Is DevOps and SRE same (Part 2) ?
In last post , we described DevOps and its various principles or pillars. Let’s check Google SRE which focuses primarily on service management.
From Googles owns SRE site “A primary building block of Google’s approach to service management is the composition of each SRE team. As a whole, SREs can be broken down into 2 main categories” ie Engineering and Ops. Engineering being “availability, latency, performance, efficiency, change management, monitoring, emergency response, and capacity planning”
Per Google , it’s by design that SRE teams are focused on engineering. Without engineering, Ops load increases and teams will need more people for workload. Few more characteristics
- Service Codes : The team tasked with a service codes. Because the service basically runs and repairs itself: the systems are automatic, not just automated. In practice, scale and new features keep SREs on their toes.

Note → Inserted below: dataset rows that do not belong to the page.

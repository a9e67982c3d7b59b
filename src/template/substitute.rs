//! Substitution of every placeholder reference in one line of text.

use crate::diagnostics::Diagnostics;
use crate::error::Error;
use crate::placeholder::grammar::{replace_occurrences, Occurrence};
use crate::placeholder::{Definitions, ValueSpace};

use super::context::Context;

/// Replaces every reference in `line`.
///
/// A reference resolves to, in order of preference, the value fixed in
/// `context`, or the value of a single-valued placeholder. Multi-valued
/// placeholders without a fixed value, unusable declarations and undeclared
/// names are reported and render as an empty string. `# base` references
/// render the ordinal of the resolved value.
pub fn substitute(
    line: &str,
    definitions: &Definitions,
    context: &Context,
    diagnostics: &Diagnostics,
) -> String {
    replace_occurrences(line, |occurrence| {
        Some(resolve(occurrence, definitions, context, diagnostics).unwrap_or_default())
    })
}

fn resolve(
    occurrence: &Occurrence<'_>,
    definitions: &Definitions,
    context: &Context,
    diagnostics: &Diagnostics,
) -> Option<String> {
    let name = occurrence.name;
    let definition = definitions.get(name);

    let value = match (context.get(name), definition) {
        (Some(fixed), _) => fixed.to_string(),
        (None, Some(definition)) => match definition.space() {
            ValueSpace::Single(value) => value.clone(),
            ValueSpace::List(_) | ValueSpace::Range(_) => {
                diagnostics.error(Error::UnboundMultiValue { name: name.to_string() });
                return None;
            }
            ValueSpace::Unclassified(declaration) => {
                diagnostics.error(Error::UnclassifiedDefinition {
                    name: name.to_string(),
                    declaration: declaration.clone(),
                });
                return None;
            }
        },
        (None, None) => {
            diagnostics.error(Error::UndeclaredPlaceholder { name: name.to_string() });
            return None;
        }
    };

    match (occurrence.base, definition) {
        (None, _) => Some(value),
        (Some(base), Some(definition)) => definition.offset_value(&value, base, diagnostics),
        (Some(_), None) => {
            diagnostics.error(Error::UndeclaredPlaceholder { name: name.to_string() });
            None
        }
    }
}
pub mod args;
pub mod runner;

pub use args::{get_args, get_log_level_from_verbose, Cli, Commands, ListArgs, ReplaceArgs};
pub use runner::{run, Runner};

2) Development : Google’s thumb rule : SRE team must spend the remaining 50% of its time actually doing development
3) PSR Focus : As said, an SRE team is responsible for PSR (ie Performance, Scalability and Reliability ) which encompasses availability, latency, performance, efficiency, change management, monitoring, emergency response, and capacity planning of their service(s).This helps focus on engineering work, as opposed to Ops work.
4)Engineering Focused : The Ops work consists of App monitoring and Analysis that helps Devs to build systems that don’t requires manual intervention. Usually the Ops Engineers manages the event quickly, clean up and restore normal service, and then conduct a RCA.This RCA should uncover the logs, sequence, time and actions to improve or address it next time.

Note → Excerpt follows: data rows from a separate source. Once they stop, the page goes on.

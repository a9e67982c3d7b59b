use crate::constants::DEFAULT_TEMPLATE_SUFFIX;
use crate::error::{Error, Result};

/// Settings shared by both run modes.
#[derive(Debug, Clone, PartialEq, Eq)]
pub struct Config {
    /// Suffix marking a file or directory name as templated, e.g. `.filetemplate`
    pub template_suffix: String,
}

impl Default for Config {
    fn default() -> Self {
        Self { template_suffix: DEFAULT_TEMPLATE_SUFFIX.to_string() }
    }
}

impl Config {
    pub fn new(template_suffix: impl Into<String>) -> Result<Self> {
        let config = Self { template_suffix: template_suffix.into() };
        config.validate()?;
        Ok(config)
    }

    pub fn validate(&self) -> Result<()> {
        if self.template_suffix.is_empty() {
            return Err(Error::ConfigValidation("template_suffix must not be empty".into()));
        }
        if !self.template_suffix.starts_with('.') || self.template_suffix.len() < 2 {
            return Err(Error::ConfigValidation(
                "template_suffix must start with '.' and have at least 1 character after it"
                    .into(),
            ));
        }
        Ok(())
    }

    /// The templated part of `file_name`, or `None` if it does not carry the
    /// template suffix.
    pub fn template_name<'n>(&self, file_name: &'n str) -> Option<&'n str> {
        file_name.strip_suffix(self.template_suffix.as_str())
    }
}

#[cfg(test)]
mod tests {
    use super::*;

    #[test]
    fn default_suffix_is_valid() {
        let config = Config::default();
        assert_eq!(config.template_suffix, ".filetemplate");
        assert!(config.validate().is_ok());
    }

    #[test]
    fn rejects_empty_suffix() {
        assert!(matches!(Config::new(""), Err(Error::ConfigValidation(_))));
    }

    #[test]
    fn rejects_suffix_without_leading_dot() {
        assert!(matches!(Config::new("tpl"), Err(Error::ConfigValidation(_))));
        assert!(matches!(Config::new("."), Err(Error::ConfigValidation(_))));
    }

    #[test]
    fn strips_the_suffix_from_templated_names() {
        let config = Config::new(".tpl").unwrap();
        assert_eq!(config.template_name("{{@A@}}.txt.tpl"), Some("{{@A@}}.txt"));
        assert_eq!(config.template_name("plain.txt"), None);
    }
}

5) 99.99% Availability : The Dev teams 99.99 availability is based on the assumption that the features should be launched asap and with a phased rollout ie release on release or on demand. Other assumption is 1% of the time or budget should be spent on error management and fixes.
6) Cost of Failure : Rollback early , rollback often, When an error is discovered or even suspected in a release, the team rolls back first and explores the problems. This approach reduces the Mean Time to Recovery (MTTR) — or the average time needed to recover the service from a failure. Regular measurement is key to keep the system uptime.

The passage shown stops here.